New rules on student visas fraught with difficulties
The recent decision by Home Secretary Alan Johnson to tighten the rules on student visas has been long overdue. The system is punctured with loopholes that have been exploited for years by those who disregard the conditions of their visa or stay on past their expiry date. This is common sense decision making after the horse has bolted but with an election conveniently on the horizon.
Those horses have been bolting ever since the Conservatives and Labour
abolished exit checks. Consequently – and as Liberal Democrat shadow home
affairs spokesman, Chris Huhne, has been saying for years – we have no
effective system for monitoring who has left our borders.
Johnson retorts that by 2011 the UK will have the ‘most sophisticated’
system in the world for checking who has come into the country and who has
left. I only hope no one will leave the data on a train to Bradford.
While the logic behind the tougher rules is clear the consequences are more opaque and the devil, as he is so often to be found, is in the detail. The UK is the second most popular country for immigrants entering higher education (America being the first) and the benefits extend beyond the economic contribution of £5bn-£8bn cited by the Home Secretary on the Andrew Marr show.
The diversity of British universities helps them flourish as institutions of shared learning.
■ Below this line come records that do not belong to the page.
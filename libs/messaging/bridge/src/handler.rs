//! Consumer-facing message handlers

use crate::error::HandlerError;
use async_trait::async_trait;
use codec::{Message, MessageType, StatusMap};
use dashmap::DashMap;
use std::sync::Arc;

/// What a handler did with a message
#[derive(Debug, Clone, PartialEq, Eq)]
pub enum HandlerOutcome {
    Processed,
    /// Status entries to merge into a StatusResponse
    Status(StatusMap),
}

/// Invoked once per validated, deduplicated inbound message of a registered type
///
/// `Ok` confirms the message (Signal: a Confirmation is sent back; mailbox
/// entries move to `confirmed`). `Err` sends nothing back and moves a mailbox
/// entry to `failed` with the error text as reason.
#[async_trait]
pub trait MessageHandler: Send + Sync {
    async fn handle(&self, message: &Message) -> Result<HandlerOutcome, HandlerError>;
}

/// One handler per message type; registering again replaces the previous one
#[derive(Default)]
pub struct HandlerRegistry {
    handlers: DashMap<MessageType, Arc<dyn MessageHandler>>,
}

impl HandlerRegistry {
    pub fn new() -> Self {
        Self::default()
    }

    pub fn register(&self, message_type: MessageType, handler: Arc<dyn MessageHandler>) {
        if self.handlers.insert(message_type, handler).is_some() {
            tracing::debug!(%message_type, "Replaced message handler");
        }
    }

    pub fn get(&self, message_type: MessageType) -> Option<Arc<dyn MessageHandler>> {
        self.handlers.get(&message_type).map(|entry| entry.value().clone())
    }

    pub fn contains(&self, message_type: MessageType) -> bool {
        self.handlers.contains_key(&message_type)
    }
}

impl std::fmt::Debug for HandlerRegistry {
    fn fmt(&self, f: &mut std::fmt::Formatter<'_>) -> std::fmt::Result {
        let registered: Vec<MessageType> = self.handlers.iter().map(|entry| *entry.key()).collect();
        f.debug_struct("HandlerRegistry")
            .field("registered", &registered)
            .finish()
    }
}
They facilitate a growth in cultural bonds and broaden our awareness of a world increasingly inter-connected and inter-dependent. The benefits are reciprocal with our universities providing training and support to future heads of states, prominent scientists, revered writers and accomplished athletes.
British universities would be a poorer place without a diverse, global student body and one of our greatest exports – our education system- will be under threat if the new restrictions prove prohibitive and draconian.
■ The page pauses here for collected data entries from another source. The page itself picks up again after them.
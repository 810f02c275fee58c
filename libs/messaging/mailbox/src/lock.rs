//! Cross-process store lock
//!
//! On Unix the lock is an exclusive `flock` on `<root>/.lock`, polled without
//! blocking until the caller's timeout. Every acquisition opens its own file
//! description, so two tasks in one process exclude each other exactly like
//! two processes do, and [`StoreLock`] can be shared freely between tasks.
//!
//! Holding a guard does not grant a second one: a nested acquisition from the
//! same task is treated like any other contender and returns
//! [`MailboxError::LockTimeout`] once its timeout expires.
//!
//! When no lock facility is available (non-Unix targets, or the lock file
//! cannot be opened or locked for reasons other than contention) the lock
//! switches to [`LockMode::Degraded`] for good: acquisition becomes a no-op and
//! atomic renames are the only protection against double claims.

use crate::error::{MailboxError, Result};
use parking_lot::RwLock;
use std::fmt;
use std::path::{Path, PathBuf};
use std::time::Duration;
use tracing::{debug, warn};

/// Delay between non-blocking lock attempts
const LOCK_POLL_INTERVAL: Duration = Duration::from_millis(2);

/// Whether acquisitions provide real mutual exclusion
#[derive(Debug, Clone, Copy, PartialEq, Eq)]
pub enum LockMode {
    Exclusive,
    Degraded,
}

impl LockMode {
    pub fn as_str(&self) -> &'static str {
        match self {
            LockMode::Exclusive => "exclusive",
            LockMode::Degraded => "degraded",
        }
    }
}

impl fmt::Display for LockMode {
    fn fmt(&self, f: &mut fmt::Formatter<'_>) -> fmt::Result {
        f.write_str(self.as_str())
    }
}

/// Exclusive lock over one mailbox directory
#[derive(Debug)]
pub struct StoreLock {
    path: PathBuf,
    mode: RwLock<LockMode>,
}

/// Held lock; released on drop
#[must_use = "the store lock is released as soon as the guard is dropped"]
pub struct StoreLockGuard {
    #[cfg(unix)]
    _flock: Option<nix::fcntl::Flock<std::fs::File>>,
}

impl fmt::Debug for StoreLockGuard {
    fn fmt(&self, f: &mut fmt::Formatter<'_>) -> fmt::Result {
        f.debug_struct("StoreLockGuard").finish_non_exhaustive()
    }
}

impl StoreLockGuard {
    fn degraded() -> Self {
        Self {
            #[cfg(unix)]
            _flock: None,
        }
    }
}

impl StoreLock {
    pub fn new(path: impl Into<PathBuf>) -> Self {
        let initial = if cfg!(unix) {
            LockMode::Exclusive
        } else {
            LockMode::Degraded
        };
        if initial == LockMode::Degraded {
            warn!("No file lock facility on this platform; mailbox runs without a store lock");
        }
        Self {
            path: path.into(),
            mode: RwLock::new(initial),
        }
    }

    pub fn path(&self) -> &Path {
        &self.path
    }

    pub fn mode(&self) -> LockMode {
        *self.mode.read()
    }

    /// Switch to degraded mode, logging only on the first switch
    fn degrade(&self, reason: &str) {
        let mut mode = self.mode.write();
        if *mode == LockMode::Exclusive {
            *mode = LockMode::Degraded;
            warn!(
                path = %self.path.display(),
                reason,
                "Mailbox lock unavailable; continuing without a store lock"
            );
        }
    }

    /// Acquire the lock, waiting at most `timeout`
    pub async fn acquire(&self, timeout: Duration) -> Result<StoreLockGuard> {
        if self.mode() == LockMode::Degraded {
            return Ok(StoreLockGuard::degraded());
        }
        self.acquire_exclusive(timeout).await
    }

    #[cfg(unix)]
    async fn acquire_exclusive(&self, timeout: Duration) -> Result<StoreLockGuard> {
        use nix::errno::Errno;
        use nix::fcntl::{Flock, FlockArg};

        let path = self.path.clone();
        let opened = tokio::task::spawn_blocking(move || {
            std::fs::OpenOptions::new()
                .read(true)
                .write(true)
                .create(true)
                .truncate(false)
                .open(path)
        })
        .await
        .map_err(|e| MailboxError::io("open lock file", &self.path, std::io::Error::other(e)))?;

        let mut file = match opened {
            Ok(file) => file,
            Err(e) => {
                self.degrade(&format!("cannot open lock file: {}", e));
                return Ok(StoreLockGuard::degraded());
            }
        };

        let deadline = tokio::time::Instant::now() + timeout;
        loop {
            match Flock::lock(file, FlockArg::LockExclusiveNonblock) {
                Ok(flock) => {
                    return Ok(StoreLockGuard {
                        _flock: Some(flock),
                    })
                }
                Err((returned, errno)) if errno == Errno::EWOULDBLOCK || errno == Errno::EINTR => {
                    file = returned;
                }
                Err((_, errno)) => {
                    self.degrade(&format!("flock failed: {}", errno));
                    return Ok(StoreLockGuard::degraded());
                }
            }

            if tokio::time::Instant::now() >= deadline {
                debug!(path = %self.path.display(), "Mailbox lock wait expired");
                return Err(MailboxError::LockTimeout {
                    timeout_ms: timeout.as_millis() as u64,
                });
            }
            tokio::time::sleep(LOCK_POLL_INTERVAL).await;
        }
    }

    #[cfg(not(unix))]
    async fn acquire_exclusive(&self, _timeout: Duration) -> Result<StoreLockGuard> {
        self.degrade("no file lock facility");
        Ok(StoreLockGuard::degraded())
    }
}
Tougher restrictions on student visas introduced last April precipitated a sharp spike in the number of applications being rejected. Refusal rates in the first two months after the new rules came in were in excess of 60%, prompting Dominic Scott, chief executive of the UK Council for International Students, to lament the ‘severe damage’ that had been done. One hopes that it will not be a case of history repeating itself with the latest round of restrictions.
Universities will legitimately claim that the new rules will compound the funding shortfall they are already facing. It is hard not to sympathise when the Government sends out such conflicting messages about its commitment to higher learning. Slashing budgets, and imposing limits on the number of students universities can accept, runs counter to the Government’s supposed commitment to an arbitrary and counter-productive target of 50% of school leavers to attend university.
The core issue here is not monetary, however, despite the inevitable rise in processing costs and the implications of fewer international students, whose fees are amongst the highest of university attendees. Universities have been facing a crisis of funding for years and it would have been foolish if any institution had predicated a substantive growth in revenue on rising international student applications.
At root this is a matter of immigration and security. Re-acquiring sound knowledge of the number of immigrants in the UK, the purpose and conditions of their stay, and whether they have left when they were expected to, is the first condition for better policy-making. Without this knowledge deciding where our resources are most needed and best utilised – particularly pressing as budget cuts loom – becomes a game of best-guess.
The tougher rules introduced by Alan Johnson are necessary and overdue. Their application, however, should not jeopardise legitimate applications from well-intentioned overseas applicants. Nor should the new rules become a disincentive for prospective international students. Such a scenario would offer a perverse victory for those who seek to exploit our porous borders to deliberately subvert the educational freedoms we enjoy.